My question is this: if I have code that publishes a mpeg TS stream to
rtmpd, how do I get the stream URI to give to a flash client? I need
to do everything without any manual intervention, so something like
"look at the console output" is not going to be helpful. Is there
anything I can query to find a mapping of stream -> URI or something
similar?
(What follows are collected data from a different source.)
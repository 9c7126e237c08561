//! Markdown rendering of tool results

use crate::matching::Match;
use crate::types::{KnowledgeEntry, ProblemRecord};

const CONTENT_PREVIEW: usize = 600;
const MAX_TAGS_SHOWN: usize = 6;

/// Cut long content at a sentence boundary near 600 characters
pub fn preview(content: &str) -> String {
    if content.chars().count() <= CONTENT_PREVIEW {
        return content.to_string();
    }
    let head: String = content.chars().take(CONTENT_PREVIEW).collect();
    match head.rfind(". ") {
        Some(cut) if cut > CONTENT_PREVIEW / 2 => head[..=cut].to_string(),
        _ => format!("{}...", head),
    }
}

fn render_entry(index: usize, entry: &KnowledgeEntry, score: Option<f64>) -> String {
    let mut meta = vec![
        format!("**Kind:** {}", entry.kind),
        format!("**Category:** {}", entry.category),
    ];
    if !entry.tags.is_empty() {
        let tags: Vec<&str> = entry.tags.iter().take(MAX_TAGS_SHOWN).map(String::as_str).collect();
        meta.push(format!("**Tags:** {}", tags.join(", ")));
    }
    if let Some(score) = score {
        meta.push(format!("**Score:** {:.2}", score));
    }
    meta.push(format!("**Id:** `{}`", entry.id));

    format!("### {}. {}\n{}\n\n{}\n", index, entry.title, meta.join(" | "), preview(&entry.content))
}

/// Render ranked matches, showing at most `limit`
pub fn render_matches(matches: &[Match], limit: usize) -> String {
    if matches.is_empty() {
        return "No results found.".to_string();
    }
    let limit = limit.max(1);
    let mut header = format!("Found {} result{}.", matches.len(), if matches.len() == 1 { "" } else { "s" });
    if matches.len() > limit {
        header.push_str(&format!(" Showing top {}.", limit));
    }

    let parts: Vec<String> = matches.iter()
        .take(limit)
        .enumerate()
        .map(|(i, m)| render_entry(i + 1, &m.entry, Some(m.score)))
        .collect();
    format!("{}\n\n{}", header, parts.join("\n---\n\n"))
}

pub fn render_trending(entries: &[KnowledgeEntry], problems: &[ProblemRecord]) -> String {
    let mut sections = Vec::new();
    if !entries.is_empty() {
        let mut lines = vec!["## Trending Knowledge\n".to_string()];
        for (i, entry) in entries.iter().enumerate() {
            lines.push(format!("{}. **{}** ({}, used {}x)", i + 1, entry.title, entry.category, entry.usage_count));
        }
        sections.push(lines.join("\n"));
    }
    if !problems.is_empty() {
        let mut lines = vec!["## Open Problems\n".to_string()];
        for (i, problem) in problems.iter().enumerate() {
            lines.push(format!("{}. **{}** ({}) `{}`", i + 1, problem.text, problem.source, problem.id));
        }
        sections.push(lines.join("\n"));
    }
    if sections.is_empty() {
        return "No trending activity right now. The collective is quiet.".to_string();
    }
    sections.join("\n\n")
}

#[cfg(test)]
mod tests {
    use super::*;
    use crate::types::EntryKind;

    #[test]
    fn test_short_content_untouched() {
        assert_eq!(preview("short. text"), "short. text");
    }

    #[test]
    fn test_cut_at_sentence_boundary() {
        let sentence = "This sentence is padding for the preview. ";
        let content = sentence.repeat(30);
        let cut = preview(&content);
        assert!(cut.ends_with('.'));
        assert!(cut.chars().count() <= CONTENT_PREVIEW);
        assert!(cut.chars().count() > CONTENT_PREVIEW / 2);
    }

    #[test]
    fn test_cut_without_boundary_gets_ellipsis() {
        let content = "x".repeat(1000);
        let cut = preview(&content);
        assert!(cut.ends_with("..."));
        assert_eq!(cut.chars().count(), CONTENT_PREVIEW + 3);
    }

    #[test]
    fn test_render_empty() {
        assert_eq!(render_matches(&[], 5), "No results found.");
    }

    #[test]
    fn test_render_limits_results() {
        let matches: Vec<Match> = (0..3)
            .map(|i| {
                let mut entry = KnowledgeEntry::draft(EntryKind::Gotcha, format!("entry {}", i), "body", ["t"], "general");
                entry.id = format!("id-{}", i);
                Match { entry, score: 0.5, factors: Default::default() }
            })
            .collect();
        let text = render_matches(&matches, 2);
        assert!(text.starts_with("Found 3 results. Showing top 2."));
        assert!(text.contains("### 2. entry 1"));
        assert!(!text.contains("entry 2"));
    }
}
Is there any documentation I should be looking at?
Thanks!
Andriy
Nov 26, 2010, 6:36:03 AM11/26/10
to C++ RTMP Server
Hi,
Basicly you can do this using RTMP RPC calls :)
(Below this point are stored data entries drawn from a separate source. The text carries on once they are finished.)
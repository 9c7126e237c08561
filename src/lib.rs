//! Collective Memory - shared knowledge for coding agents
//!
//! A local-first knowledge base of solutions, gotchas and failure patterns:
//! - Error signature parsing and relevance ranking
//! - Crash-safe local snapshot store with id aliasing
//! - Background sync with a remote collective store, with backoff
//! - Problem board for unsolved issues
//! - Tool surface over HTTP and CLI
//!
//! # Example
//!
//! ```ignore
//! use collective_memory::{Collective, Config};
//!
//! let config = Config::load()?;
//! let collective = Collective::from_config(&config, &collective_memory::config::config_dir()?)?;
//! let hits = collective.intercept("ModuleNotFoundError: No module named 'jose'", None, None);
//! ```

// Core modules (order matters for readability only)
pub mod error;
pub mod types;
pub mod matching;
pub mod store;
pub mod sync;
pub mod board;
pub mod security;
pub mod config;

// Surfaces
pub mod tools;
pub mod server;
pub mod cli;

pub use error::{Error, Result, SyncError};
pub use types::{EntryKind, KnowledgeEntry, ProblemRecord, ProblemSource, ProblemStatus, SyncState};
pub use matching::{ErrorSignature, Match, Query, RelevanceMatcher};
pub use store::{LocalStore, QueryFilters};
pub use sync::{LoopbackRemote, RemoteStore, SyncConfig, SyncEngine};
pub use board::{PostOutcome, ProblemBoard};
pub use config::Config;
pub use tools::{Collective, MemorizeRequest};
So your flash client can send RPC call to RTMPD (nc.call() flash
function)
In this way you can handle your own RPC calls from flash client in
RTMPAppProtocolHandler::ProcessInvoekGeneric method
So in this way you can find all stream names and return it to flash
client.
Of course, you can design more difficult logic :)
Basicly you can do this using RTMP RPC calls :)
So your flash client can send RPC call to RTMPD (nc.call() flash
function)
In this way you can handle your own RPC calls from flash client in
RTMPAppProtocolHandler::ProcessInvoekGeneric method
So in this way you can find all stream names and return it to flash
client.
Of course, you can design more difficult logic :)
Eugen-Andrei Gavriloaie
Nov 26, 2010, 7:16:00 AM11/26/10
to c-rtmp...@googlegroups.com
Exactly! I missed the obvious solution: ask the server.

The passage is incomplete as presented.